Monday, 19 May 2025

Hog-Tied Truth

Truth coming out of the Well (1898) by E. Debat-Ponsan;

by Andrew Porter


Human affairs are tricky, and perhaps for this reason it is especially important to respect how vital ‘truth’ is in one’s relationship to self and others, in institutions, the presiding thrusts of culture, and any form of leadership. The cord is too commonly cut between what is real and acceptance of it. A society that abandons the inalienable value of truth-telling wrecks a whole host of ripe possibilities. The desire for confirmation bias cannot be the foundation of a democracy.

The current United States’ leadership and its sycophants willfully disregard truth and make falsity king. A propaganda mouthpiece called OAN (the One America News), that purports to be a “news network”, has been selected to be the Voice of America. A political pundit calls the organization “just another font of lies”. The United States is fundamentally divided between those who back veracity and those who are willing to accept lies and the injustice that attends them.

Untruth is like radon to a culture, a slow-acting poison. You can’t run a society or a government on deception and misrepresentation. Unsupportable views on justice, adherence to the Constitution, and principles of right simply erode the integrity of what cannot afford to be eroded. Lives depend on whether ‘truth’ is honored – or annihilated.

The hopeful outlook is that assaults on ‘the rule of law’ and the beauty of truth will be a crucible, forcing clarity and inspiring, in democratic countries, a new determination to back ‘truth’. Once loved and defended, ‘truth’ shines the brighter. Truth is the string in a string telephone; what can we hear if it is not there?

The problem of extensive falsity dogs the world currently. It will never not be surprising that there are a good number who do not particularly care about the ‘truth’ if it gets in the way of their suppositions.

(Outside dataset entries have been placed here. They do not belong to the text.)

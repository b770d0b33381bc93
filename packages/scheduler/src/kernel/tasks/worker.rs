//! Worker pool that executes claimed tasks against the platform client.
//!
//! # Architecture
//!
//! ```text
//! WorkerPool (Service)
//!     │
//!     └─► TaskWorker × concurrency
//!             ├─► Scheduler::next (claim task + lease account)
//!             ├─► BasePlatformClient::execute  ◄── heartbeat every interval
//!             └─► Scheduler::complete / fail
//! ```
//!
//! When nothing is claimable the worker sleeps, doubling the delay from
//! `min_poll_interval` up to `max_poll_interval`; any claim resets it.
//! Shutdown is cooperative: a worker finishes and reports its current task
//! before leaving the loop.

use std::sync::Arc;
use std::time::Duration;

use anyhow::Result;
use tokio::task::JoinSet;
use tokio_util::sync::CancellationToken;
use tracing::{debug, error, info, warn};
use uuid::Uuid;

use super::error::ExecutionError;
use super::scheduler::Scheduler;
use super::store::{AttemptFence, ClaimedTask, ReportOutcome};
use crate::kernel::service_host::Service;
use crate::kernel::traits::BasePlatformClient;

/// Configuration for the worker pool.
#[derive(Debug, Clone)]
pub struct WorkerPoolConfig {
    /// Number of concurrent workers
    pub concurrency: usize,
    /// Poll delay right after the queue runs dry
    pub min_poll_interval: Duration,
    /// Upper bound for the idle poll delay
    pub max_poll_interval: Duration,
    /// How often to send heartbeats for running tasks
    pub heartbeat_interval: Duration,
    /// Prefix for generated worker ids
    pub worker_prefix: String,
}

impl Default for WorkerPoolConfig {
    fn default() -> Self {
        Self {
            concurrency: 4,
            min_poll_interval: Duration::from_millis(100),
            max_poll_interval: Duration::from_secs(5),
            heartbeat_interval: Duration::from_secs(30),
            worker_prefix: "worker".to_string(),
        }
    }
}

impl WorkerPoolConfig {
    fn next_poll_interval(&self, current: Duration) -> Duration {
        current.saturating_mul(2).min(self.max_poll_interval)
    }
}

/// A single execution unit.
pub struct TaskWorker {
    id: String,
    scheduler: Arc<Scheduler>,
    client: Arc<dyn BasePlatformClient>,
    config: WorkerPoolConfig,
}

impl TaskWorker {
    pub fn new(
        id: impl Into<String>,
        scheduler: Arc<Scheduler>,
        client: Arc<dyn BasePlatformClient>,
        config: WorkerPoolConfig,
    ) -> Self {
        Self {
            id: id.into(),
            scheduler,
            client,
            config,
        }
    }

    pub fn id(&self) -> &str {
        &self.id
    }

    /// Claim and process at most one task.
    ///
    /// Returns `None` when nothing could be claimed.
    pub async fn run_once(&self) -> Result<Option<ReportOutcome>> {
        let Some(claimed) = self.scheduler.next(&self.id).await? else {
            return Ok(None);
        };

        let outcome = self.process(claimed).await?;
        Ok(Some(outcome))
    }

    /// Poll until `shutdown` is cancelled.
    pub async fn run(&self, shutdown: CancellationToken) {
        info!(worker_id = %self.id, "task worker starting");

        let mut idle = self.config.min_poll_interval;
        loop {
            if shutdown.is_cancelled() {
                break;
            }

            match self.run_once().await {
                Ok(Some(_)) => {
                    idle = self.config.min_poll_interval;
                    continue;
                }
                Ok(None) => {}
                Err(e) => {
                    error!(worker_id = %self.id, error = %e, "task worker iteration failed");
                }
            }

            tokio::select! {
                _ = shutdown.cancelled() => break,
                _ = tokio::time::sleep(idle) => {}
            }
            idle = self.config.next_poll_interval(idle);
        }

        info!(worker_id = %self.id, "task worker stopped");
    }

    async fn process(&self, claimed: ClaimedTask) -> Result<ReportOutcome> {
        let fence = claimed.fence();

        let result = self.execute_with_heartbeat(&claimed).await;

        let reported = match result {
            Ok(value) => self.scheduler.complete(fence, Some(value)).await,
            Err(e) => self.scheduler.fail(fence, &e).await,
        };

        reported.map_err(|e| {
            // The task stays running until the reclaimer notices the silence.
            error!(
                task_id = %fence.task_id,
                attempt = fence.attempt,
                worker_id = %self.id,
                error = %e,
                "failed to report task outcome"
            );
            e
        })
    }

    /// Execute a task with periodic heartbeats.
    async fn execute_with_heartbeat(
        &self,
        claimed: &ClaimedTask,
    ) -> std::result::Result<serde_json::Value, ExecutionError> {
        let fence = claimed.fence();
        let stop = CancellationToken::new();
        let heartbeat = tokio::spawn(heartbeat_loop(
            self.scheduler.clone(),
            fence,
            self.config.heartbeat_interval,
            stop.clone(),
        ));

        debug!(
            task_id = %fence.task_id,
            account_id = %claimed.account.id,
            worker_id = %self.id,
            "executing task"
        );
        let result = self.client.execute(&claimed.task, &claimed.account).await;

        stop.cancel();
        let _ = heartbeat.await;

        result
    }
}

async fn heartbeat_loop(
    scheduler: Arc<Scheduler>,
    fence: AttemptFence,
    every: Duration,
    stop: CancellationToken,
) {
    let mut interval = tokio::time::interval(every);
    interval.tick().await; // Skip first immediate tick

    loop {
        tokio::select! {
            _ = stop.cancelled() => break,
            _ = interval.tick() => {
                match scheduler.heartbeat(fence).await {
                    Ok(true) => {}
                    Ok(false) => {
                        warn!(
                            task_id = %fence.task_id,
                            attempt = fence.attempt,
                            "attempt no longer current; stopping heartbeat"
                        );
                        break;
                    }
                    Err(e) => warn!(task_id = %fence.task_id, error = %e, "heartbeat failed"),
                }
            }
        }
    }
}

/// Runs `concurrency` workers against one scheduler.
pub struct WorkerPool {
    scheduler: Arc<Scheduler>,
    client: Arc<dyn BasePlatformClient>,
    config: WorkerPoolConfig,
}

impl WorkerPool {
    pub fn new(scheduler: Arc<Scheduler>, client: Arc<dyn BasePlatformClient>) -> Self {
        Self::with_config(scheduler, client, WorkerPoolConfig::default())
    }

    pub fn with_config(
        scheduler: Arc<Scheduler>,
        client: Arc<dyn BasePlatformClient>,
        config: WorkerPoolConfig,
    ) -> Self {
        Self {
            scheduler,
            client,
            config,
        }
    }

    fn workers(&self) -> Vec<TaskWorker> {
        let instance = Uuid::new_v4().simple().to_string();
        (0..self.config.concurrency.max(1))
            .map(|i| {
                TaskWorker::new(
                    format!("{}-{}-{}", self.config.worker_prefix, &instance[..8], i),
                    self.scheduler.clone(),
                    self.client.clone(),
                    self.config.clone(),
                )
            })
            .collect()
    }
}

#[async_trait::async_trait]
impl Service for WorkerPool {
    fn name(&self) -> &'static str {
        "task-worker-pool"
    }

    async fn run(self: Box<Self>, shutdown: CancellationToken) -> Result<()> {
        info!(concurrency = self.config.concurrency, "worker pool starting");

        let mut set = JoinSet::new();
        for worker in self.workers() {
            let token = shutdown.clone();
            set.spawn(async move { worker.run(token).await });
        }

        while let Some(joined) = set.join_next().await {
            if let Err(e) = joined {
                error!(error = %e, "task worker panicked");
            }
        }

        info!("worker pool stopped");
        Ok(())
    }
}

#[cfg(test)]
mod tests {
    use super::*;

    #[test]
    fn poll_interval_doubles_up_to_max() {
        let config = WorkerPoolConfig {
            min_poll_interval: Duration::from_millis(100),
            max_poll_interval: Duration::from_millis(350),
            ..Default::default()
        };

        let a = config.next_poll_interval(config.min_poll_interval);
        let b = config.next_poll_interval(a);
        let c = config.next_poll_interval(b);
        assert_eq!(a, Duration::from_millis(200));
        assert_eq!(b, Duration::from_millis(350));
        assert_eq!(c, Duration::from_millis(350));
    }

    #[test]
    fn test_config_defaults() {
        let config = WorkerPoolConfig::default();
        assert_eq!(config.concurrency, 4);
        assert_eq!(config.worker_prefix, "worker");
    }
}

A few years ago, Masha Gessen, the Russian-American journalist and activist, commented on Hannah Arendt’s ideas in an essay entitled: ‘Is Politics Possible in the Absence of Truth?’ concluding: 

“When lies overpower truth, politics dies. When politics dies, our world collapses, and we humans die too—because it is only in the world, among other humans, that we exist”.
Which is why a commitment to the truth ought to seriously be reenergised. The unthinkably awful is not just one viable option among others. 

‘Truth’ has, for a good while, been undermined by moral (as opposed to cultural) relativism. This dismisses or denigrates a single or universal set of moral principles. If one person's truth or ethical take is as good as another’s, something essential is and will be in decline. This may well contribute to a loss of moral vocabulary and a shared set of facts, causing people to be unable to distinguish patent falsehood from accuracy. There may be other factors as well, but moral relativism certainly encourages an animus against ‘central or accepted authority’. This paves the way for the siloing of media choices and people's susceptibility to a demagogue or authoritarian.

The veteran American journalist, Edward Miller points out that: 

“the disciplines of science and the rule of law have the same purpose: to find the truth through the careful, unbiased weighing of evidence.”

Miller wonders whether we will stand firm in the fight for this. Because lies are no basis for governance or for conducting any aspect of life. Lies—if they can be understood as such—cause harm to a whole range of things. They damage personal relationships; they undermine trust in institutions; they make government the opposite of a vehicle for advancing the common good.

The question today is, even if truth wins out in the long run, will we be able to weather anti-truth in the short run?